I have the following configuration in /etc/logstash/conf.d/001-syslog.conf

input {
  tcp {
    port => 5514
    type => syslog
  }
  udp {
    port => 5514
    type => syslog
  }
}

# Apply some filters
filter {
  if [type] == "syslog" {
    grok {
      match => { "message" => "%{SYSLOGTIMESTAMP:syslog_timestamp} %{SYSLOGHOST:syslog_hostname} %{DATA:syslog_program}(?:\[%{POSINT:syslog_pid}\])?: %{GREEDYDATA:syslog_message}" }
      add_field => [ "received_at", "%{@timestamp}" ]
      add_field => [ "received_from", "%{host}" ]
    }
    date {
      match => [ "syslog_timestamp", "MMM  d HH:mm:ss", "MMM dd HH:mm:ss" ]
    }
  }
}

## Send the message to Elasticsearch
output {
  elasticsearch { 
    hosts => ['http://localhost:9200']
    index => "syslog-%{+YYYY.MM.dd}"
    document_type => "system_logs"
  }
}

This is basically what we have from the "tutorials" in Elastic's site with some additions in the output.

On the client side I have this configuration in /etc/rsyslog.d/50-logstash.conf:

*.* @@logstash.example.com:5514

I have also configured 3 machines in my network to send syslog messages to the logstash server.

My problem at the moment is that when I send the logs via TCP logstash does nothing.
If I send the logs via UDP everything is fine!

There is no firewall problem since I allow traffic on both TCP and UDP. Also, the 4 machines are on the same network and thus they are not blocked.

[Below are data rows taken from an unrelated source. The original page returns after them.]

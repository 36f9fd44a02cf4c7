//! Wall-clock → UTC normalization for named IANA timezones.
//!
//! A builder lets people enter an event time as it reads on a local clock in
//! some zone (`2026-12-31T23:59` in `Asia/Tokyo`). The configuration stores
//! UTC, so the wall clock has to be converted.
//!
//! The conversion uses offset inspection: read the wall-clock fields as if
//! they were UTC (the *reference*), render the reference in the zone, and
//! take the difference as the zone's offset. Subtracting the offset gives the
//! real instant. Near a DST transition the offset before and after the
//! transition can both apply (a fall-back fold) or neither can (a
//! spring-forward gap); [`Disambiguation`] decides those cases.

use chrono::{DateTime, NaiveDateTime, TimeDelta, Utc};
use chrono_tz::Tz;
use serde::Serialize;

use crate::error::{CountdownError, Result};

/// Zones offered by the builder, with friendly names.
pub const COMMON_TIMEZONES: &[(&str, &str)] = &[
    ("Pacific/Honolulu", "Hawaii"),
    ("America/Anchorage", "Alaska"),
    ("America/Los_Angeles", "Pacific Time (US & Canada)"),
    ("America/Denver", "Mountain Time (US & Canada)"),
    ("America/Chicago", "Central Time (US & Canada)"),
    ("America/New_York", "Eastern Time (US & Canada)"),
    ("America/Sao_Paulo", "Sao Paulo"),
    ("America/Argentina/Buenos_Aires", "Buenos Aires"),
    ("Atlantic/Cape_Verde", "Cape Verde"),
    ("UTC", "UTC"),
    ("Europe/London", "London, Dublin, Lisbon"),
    ("Europe/Paris", "Paris, Berlin, Amsterdam"),
    ("Europe/Helsinki", "Helsinki, Kyiv, Riga"),
    ("Europe/Moscow", "Moscow, St. Petersburg"),
    ("Asia/Dubai", "Dubai, Abu Dhabi"),
    ("Asia/Karachi", "Karachi, Islamabad"),
    ("Asia/Kolkata", "Mumbai, New Delhi"),
    ("Asia/Dhaka", "Dhaka"),
    ("Asia/Bangkok", "Bangkok, Hanoi, Jakarta"),
    ("Asia/Singapore", "Singapore, Kuala Lumpur"),
    ("Asia/Hong_Kong", "Hong Kong"),
    ("Asia/Shanghai", "Beijing, Shanghai"),
    ("Asia/Tokyo", "Tokyo, Osaka"),
    ("Asia/Seoul", "Seoul"),
    ("Australia/Sydney", "Sydney, Melbourne"),
    ("Pacific/Auckland", "Auckland, Wellington"),
];

/// Accepted wall-clock layouts (no offset).
const WALL_CLOCK_FORMATS: [&str; 4] = [
    "%Y-%m-%dT%H:%M:%S",
    "%Y-%m-%dT%H:%M",
    "%Y-%m-%d %H:%M:%S",
    "%Y-%m-%d %H:%M",
];

/// How to resolve a wall-clock time that maps to zero or two instants.
#[derive(Debug, Clone, Copy, PartialEq, Eq, Default, Serialize)]
#[serde(rename_all = "lowercase")]
pub enum Disambiguation {
    /// Fold → the earlier instant; gap → the wall clock pushed forward by
    /// the gap length (02:30 in a 02:00→03:00 gap becomes 03:30).
    #[default]
    Compatible,
    /// Fold → the earlier instant; gap → the instant just before the jump
    /// (02:30 becomes 01:30 on the pre-transition offset).
    Earlier,
    /// Fold → the later instant; gap → same as [`Disambiguation::Compatible`].
    Later,
}

impl Disambiguation {
    /// Parse `compatible`, `earlier` or `later` (case-insensitive).
    pub fn parse(value: &str) -> Option<Self> {
        match value.trim().to_lowercase().as_str() {
            "compatible" => Some(Disambiguation::Compatible),
            "earlier" => Some(Disambiguation::Earlier),
            "later" => Some(Disambiguation::Later),
            _ => None,
        }
    }
}

/// Parse an IANA timezone name into `Tz`.
pub fn parse_timezone(s: &str) -> Result<Tz> {
    s.trim()
        .parse::<Tz>()
        .map_err(|_| CountdownError::InvalidTimezone(format!("'{}'", s)))
}

/// Parse a wall-clock string (`YYYY-MM-DDTHH:MM[:SS]`, `T` or space).
pub fn parse_wall_clock(s: &str) -> Option<NaiveDateTime> {
    let s = s.trim();
    WALL_CLOCK_FORMATS
        .iter()
        .find_map(|fmt| NaiveDateTime::parse_from_str(s, fmt).ok())
}

/// The zone's UTC offset at `instant`, found by rendering the instant in
/// the zone and comparing wall clocks.
pub fn offset_at(tz: &Tz, instant: DateTime<Utc>) -> TimeDelta {
    instant.with_timezone(tz).naive_local() - instant.naive_utc()
}

/// The wall-clock fields `instant` shows in `tz`.
pub fn wall_clock_in(tz: &Tz, instant: DateTime<Utc>) -> NaiveDateTime {
    instant.with_timezone(tz).naive_local()
}

/// Convert a wall-clock string in `timezone` to UTC using
/// [`Disambiguation::Compatible`].
///
/// Returns `None` if the wall clock cannot be parsed. An unknown timezone
/// falls back to a zero offset: the wall clock is taken as UTC.
///
/// # Examples
///
/// ```
/// use chrono::{TimeZone, Utc};
/// use countdown_engine::timezone::local_to_utc;
///
/// let utc = local_to_utc("2026-01-27T12:00", "America/New_York").unwrap();
/// assert_eq!(utc, Utc.with_ymd_and_hms(2026, 1, 27, 17, 0, 0).unwrap());
/// ```
pub fn local_to_utc(wall_clock: &str, timezone: &str) -> Option<DateTime<Utc>> {
    local_to_utc_with(wall_clock, timezone, Disambiguation::default())
}

/// Convert a wall-clock string in `timezone` to UTC, resolving DST folds
/// and gaps with `policy`.
pub fn local_to_utc_with(
    wall_clock: &str,
    timezone: &str,
    policy: Disambiguation,
) -> Option<DateTime<Utc>> {
    let naive = parse_wall_clock(wall_clock)?;
    match parse_timezone(timezone) {
        Ok(tz) => Some(resolve_wall_clock(&tz, naive, policy)),
        Err(error) => {
            tracing::debug!(%error, "timezone lookup failed; using a zero offset");
            Some(naive.and_utc())
        }
    }
}

/// Resolve wall-clock fields in `tz` to a UTC instant.
///
/// Every transition that can affect the result lies within a day of the
/// reference, so the offsets a day either side bracket it. Each offset
/// yields a candidate instant; candidates that render back to the same wall
/// clock are valid. Two valid candidates mean a fold, none means a gap.
pub fn resolve_wall_clock(
    tz: &Tz,
    naive: NaiveDateTime,
    policy: Disambiguation,
) -> DateTime<Utc> {
    let reference = naive.and_utc();
    let day = TimeDelta::days(1);
    let offset_before = reference
        .checked_sub_signed(day)
        .map_or_else(|| offset_at(tz, reference), |at| offset_at(tz, at));
    let offset_after = reference
        .checked_add_signed(day)
        .map_or_else(|| offset_at(tz, reference), |at| offset_at(tz, at));

    let renders_back = |candidate: &DateTime<Utc>| wall_clock_in(tz, *candidate) == naive;

    let mut valid: Vec<DateTime<Utc>> = [reference - offset_before, reference - offset_after]
        .into_iter()
        .filter(renders_back)
        .collect();
    valid.sort();
    valid.dedup();

    match (valid.first(), valid.last()) {
        (Some(earlier), Some(later)) => match policy {
            Disambiguation::Later => *later,
            Disambiguation::Compatible | Disambiguation::Earlier => *earlier,
        },
        _ => match policy {
            Disambiguation::Earlier => reference - offset_after,
            Disambiguation::Compatible | Disambiguation::Later => reference - offset_before,
        },
    }
}

/// Offset label like `GMT-05:00` for `timezone` at `at`.
///
/// Unknown zones render as `GMT+00:00`.
pub fn gmt_offset_label(timezone: &str, at: DateTime<Utc>) -> String {
    let offset = parse_timezone(timezone)
        .map(|tz| offset_at(&tz, at))
        .unwrap_or_else(|_| TimeDelta::zero());
    format!("GMT{}", format_utc_offset(offset))
}

/// Format an instant the way it is stored in a countdown configuration:
/// UTC, second precision, no suffix (`2026-12-31T14:59:00`).
pub fn format_fragment_instant(instant: &DateTime<Utc>) -> String {
    instant.format("%Y-%m-%dT%H:%M:%S").to_string()
}

/// Format an offset as `+HH:MM` / `-HH:MM`.
fn format_utc_offset(offset: TimeDelta) -> String {
    let offset_secs = offset.num_seconds();
    let sign = if offset_secs >= 0 { "+" } else { "-" };
    let abs_secs = offset_secs.unsigned_abs();
    let hours = abs_secs / 3600;
    let minutes = (abs_secs % 3600) / 60;
    format!("{sign}{hours:02}:{minutes:02}")
}

// ── Tests ───────────────────────────────────────────────────────────────────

TCPdump has no entries for TCP traffic neither on the logstash server nor the other machines.

Any ideas?

I will answer my own question then :slight_smile:

The issue was missing SELinux labels at the originating host. ELK was fine, but I had to modify the port type in order to send logs to logstash.

This topic was automatically closed 28 days after the last reply. New replies are no longer allowed.